M. le Président, un tel assouplissement aux règles
d'admissibilité à l'école anglaise aura un effet concret
et psychologique très positif pour notre communauté. La mesure
pourrait inciter certaines personnes qualifiées de pays
industrialisés à s'établir au Québec, et son impact
serait minimal, négligeable sur le rapport relatif entre les secteurs
français et anglais.
The Minister said recently in his press conference that public opinion
is not ready for any widening of access to English education. But he, as
minister, and the government have not done enough to educate Quebeckers to
these realities. Many Quebeckers do not realize that what the anglophone
community leaders have been asking for will barely scratch the francophone
majority. If they were aware of the numbers, you would see that public opinion
would be ready for these very modest changes.

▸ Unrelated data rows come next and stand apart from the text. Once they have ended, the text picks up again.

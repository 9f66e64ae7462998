use anyhow::{Result, bail};
use clap::{Parser, Subcommand};
use serde::{Deserialize, Serialize};

use crate::api::DEFAULT_API_BASE;
use crate::model::ModelRef;

#[derive(Parser, Debug)]
#[command(
    name = "model-run",
    version,
    about = "Run hosted model inference jobs from the terminal",
    long_about = None
)]
pub struct Cli {
  /// API base URL (default: https://api.modelrun.dev, or MODEL_RUN_API_BASE)
  #[arg(long)]
  pub api_base: Option<String>,

  /// Emit a troff man page to stdout (internal; for packaging)
  #[arg(long, hide = true)]
  pub gen_man: bool,

  #[command(subcommand)]
  pub command: Option<Command>,
}

#[derive(Subcommand, Debug)]
pub enum Command {
  /// Submit a job built from an optional input file and --key=value flags
  Run {
    /// Model reference: owner/name or owner/name:version
    model: String,

    /// Block until the job reaches a terminal state
    #[arg(long)]
    wait: bool,

    /// Print raw job JSON instead of the human rendering
    #[arg(long)]
    json: bool,

    /// Poll interval for --wait in milliseconds (hidden; tests only)
    #[arg(long = "poll-ms", hide = true)]
    poll_ms: Option<u64>,

    /// Input tokens: --input-file <path>, --input-file=<path>, --key=value
    #[arg(trailing_var_arg = true, allow_hyphen_values = true)]
    inputs: Vec<String>,
  },

  /// Show one job
  Status {
    id: String,

    /// Print raw job JSON
    #[arg(long)]
    json: bool,
  },

  /// Request cancellation of a running job
  Cancel { id: String },

  /// List recent jobs
  List {
    /// Print the raw listing JSON
    #[arg(long)]
    json: bool,
  },
}

/// The run command after normalization.
#[derive(Debug, Serialize, Deserialize)]
pub struct RunSpec {
  pub model: ModelRef,
  pub raw_inputs: Vec<String>,
  pub wait: bool,
  pub json: bool,
  pub poll_ms: u64,
}

#[derive(Debug, Serialize, Deserialize)]
pub enum Action {
  Run(RunSpec),
  Status { id: String, json: bool },
  Cancel { id: String },
  List { json: bool },
}

#[derive(Debug, Serialize, Deserialize)]
pub struct EffectiveConfig {
  pub api_base: String,
  pub action: Action,
}

const DEFAULT_POLL_MS: u64 = 1000;

pub fn normalize(cli: Cli) -> Result<EffectiveConfig> {
  let api_base = cli
    .api_base
    .or_else(|| std::env::var("MODEL_RUN_API_BASE").ok().filter(|s| !s.trim().is_empty()))
    .unwrap_or_else(|| DEFAULT_API_BASE.to_string());

  let Some(command) = cli.command else {
    bail!("Provide a command: run, status, cancel, or list (see --help)")
  };

  let action = match command {
    Command::Run {
      model,
      wait,
      json,
      poll_ms,
      inputs,
    } => {
      let Some(model) = ModelRef::parse(&model) else {
        bail!("invalid model reference '{model}': expected owner/name or owner/name:version")
      };

      Action::Run(RunSpec {
        model,
        raw_inputs: inputs,
        wait,
        json,
        poll_ms: poll_ms.unwrap_or(DEFAULT_POLL_MS),
      })
    }
    Command::Status { id, json } => Action::Status { id, json },
    Command::Cancel { id } => Action::Cancel { id },
    Command::List { json } => Action::List { json },
  };

  Ok(EffectiveConfig { api_base, action })
}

There is a desperate urgency; there is no more time to engage in talk of
gradualism for the sake of social peace. Now is the time for the government to
act on this pressing issue, and we urge the Minister to soften the deplorable
restrictions those are his own words: deplorable restrictions to
the access to English schools, and we hope that this will be considered before
Bill 86 is adopted in a few weeks.
What we find unbelievable, unfortunate and frustrating is that this
simple, minimal request for something that is so basic, yet so crucial for our
survival, has been treated with such scorn, that Québec political
decisions dealing with changes to language must withstand such angry
denunciation, clouded at times by historical inaccuracies and even an obsession
with being a victim.
We have all been victims of injustices and we have all been perpetrators
of injustices. But there comes a time when the vendettas, when the bitterness
must end, when one's eyes must be open and when the motto of a society should
no longer be «Je me souviens», but rather «Je
rêve». We cannot, as a society, move forward if we remain fixated
on the past. Emotional intransigence is the first step towards intolerance.

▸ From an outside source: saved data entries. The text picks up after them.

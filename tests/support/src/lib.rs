//! test-support: helpers for robust, nextest-friendly tests.
//!
//! Add as a dev-dependency in your top-level `Cargo.toml`:
//!
//! ```toml
//! [dev-dependencies]
//! test-support = { path = "tests/support", features = ["serde"] }
//! ```
//!
//! Then in tests:
//! ```rust
//! use test_support::{init_tracing, fixtures_dir, read_fixture_json};
//!
//! #[test]
//! fn example() {
//!     init_tracing();
//!     let _root = fixtures_dir();
//! }
//! ```

use once_cell::sync::Lazy;
use camino::Utf8PathBuf;
use tracing_subscriber::{fmt, EnvFilter};

use std::{env, path::{Path, PathBuf}};

/// Initialize `tracing` once, honoring `RUST_LOG` and writing via the test writer.
///
/// Safe to call from multiple tests; only the first call configures the global subscriber.
pub fn init_tracing() {
    static INIT: Lazy<()> = Lazy::new(|| {
        let filter = EnvFilter::try_from_default_env()
            .or_else(|_| EnvFilter::try_new("warn,test=info"))
            .unwrap();
        // with_test_writer() causes logs to appear alongside failing tests only (cargo/nextest)
        let _ = fmt().with_env_filter(filter).with_test_writer().try_init();
    });
    Lazy::force(&INIT);
}

/// Initialize insta snapshot settings for the calling test thread.
///
/// - Centralizes snapshot files in `tests/snapshots`
/// - Omits `Expression:` in snapshot headers for cleaner diffs
///
/// Call at the top of each snapshot test: bindings are per-thread, and every
/// test runs on its own thread.
pub fn init_insta() {
    let mut settings = insta::Settings::clone_current();
    // Point to the central snapshots directory in the workspace
    settings.set_snapshot_path("../snapshots");
    settings.set_omit_expression(true);
    // Bind settings to the thread for the remainder of the test by leaking the guard
    let guard = settings.bind_to_scope();
    std::mem::forget(guard);
}

/// Return the path to the repository's `tests/fixtures` directory.
///
/// Uses this package's directory (where `Cargo.toml` lives), so it's stable
/// regardless of the runner's working directory (cargo vs nextest).
/// Common layout: `<repo>/tests/support` (manifest dir) → parent is `<repo>/tests`.
pub fn fixtures_dir() -> PathBuf {
    let support_dir = PathBuf::from(env!("CARGO_MANIFEST_DIR"));
    match support_dir.parent() {
        Some(tests_dir) => tests_dir.join("fixtures"),
        None => support_dir.join("fixtures"),
    }
}

/// Read a UTF-8 text fixture into a string.
pub fn read_fixture_text<P: AsRef<Path>>(rel_path: P) -> String {
    let path = fixtures_dir().join(rel_path);
    std::fs::read_to_string(&path)
        .unwrap_or_else(|e| panic!("failed to read fixture {}: {e}", path.display()))
}

/// Deserialize a JSON fixture into `T` (enable `serde` feature).
#[cfg(feature = "serde")]
pub fn read_fixture_json<T, P>(rel_path: P) -> T
where
    T: serde::de::DeserializeOwned,
    P: AsRef<Path>,
{
    let path = fixtures_dir().join(rel_path);
    let file = std::fs::File::open(&path)
        .unwrap_or_else(|e| panic!("failed to open fixture {}: {e}", path.display()));
    serde_json::from_reader::<_, T>(file)
        .unwrap_or_else(|e| panic!("failed to parse JSON fixture {}: {e}", path.display()))
}

/// Create a temp directory that deletes on drop.
pub fn tempdir() -> tempfile::TempDir {
    tempfile::tempdir().expect("create tempdir")
}

/// Set multiple environment variables for the duration of the returned guard.
pub fn with_env(vars: &[(&str, &str)]) -> EnvGuard {
    EnvGuard::set_many(vars)
}

/// Run a binary target with `assert_cmd`, returning the ready-to-run `Command`.
///
/// Example:
/// ```
/// use test_support::cmd_bin;
/// use predicates::prelude::*;
///
/// let mut cmd = cmd_bin("my-cli");
/// cmd.arg("--help").assert().success().stdout(predicate::str::contains("USAGE"));
/// ```
pub fn cmd_bin(bin: &str) -> assert_cmd::Command {
    init_tracing();
    assert_cmd::Command::cargo_bin(bin).expect("binary target not found")
}

/// Resolve a path inside a temp directory in a platform-safe way (UTF-8).
pub fn utf8_join(base: &Path, rel: &str) -> Utf8PathBuf {
    Utf8PathBuf::from_path_buf(base.join(rel)).expect("valid UTF-8 path")
}

/// Guard for temporarily setting environment variables.
pub struct EnvGuard {
    prev: Vec<(String, Option<String>)>,
}

impl EnvGuard {
    pub fn set_many(kv: &[(&str, &str)]) -> Self {
        let mut prev = Vec::with_capacity(kv.len());
        for (k, v) in kv {
            let k_owned = k.to_string();
            prev.push((k_owned.clone(), env::var(k).ok()));
            env::set_var(k, v);
        }
        Self { prev }
    }
}

impl Drop for EnvGuard {
    fn drop(&mut self) {
        for (k, old) in self.prev.drain(..) {
            match old {
                Some(v) => env::set_var(&k, v),
                None => env::remove_var(&k),
            }
        }
    }
}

And many who will speak before this commission in the coming days will
screech and they will scream and they will bang their fists and they will point
their fingers at the Minister and they will curse the government for this
bill.
But in time of dispute between language groups, each side usually will
have its own version of history; but it is crucial not to erect any view of
history into a dogma, justifying departure from international standards of
human rights. And that is what should guide this commission for the next few
weeks.
The government must articulate an ability to look forward, to focus on
what is right and, especially in the next few weeks, not to cave in to
nationalist fearmongering, not to be intimidated by street demonstrations or
ultranationalist organizations.
Instead, we must take heart from the fact that in the vast majority of
instances of daily life, relations between English and French-speaking fellow
citizens are characterized by courtesy and goodwill. Difficulties arise in
consequence of collective social intervention. It is the collective behavior
that all too often becomes politicized, polarized and mobilized by the crude
forces of Québécois nationalism which exploit and inflame both
legitimate concerns and anxieties, but also deep rooted reflexes of paranoia
and xenophobia.
All Quebeckers should hope that we will not be witness to tribalism
emerging from the dark recesses of Québec society and spilling into the
streets, being led by the psychiatrist. This will inflict serious damage to
Quebec's reputation and all Quebeckers will suffer.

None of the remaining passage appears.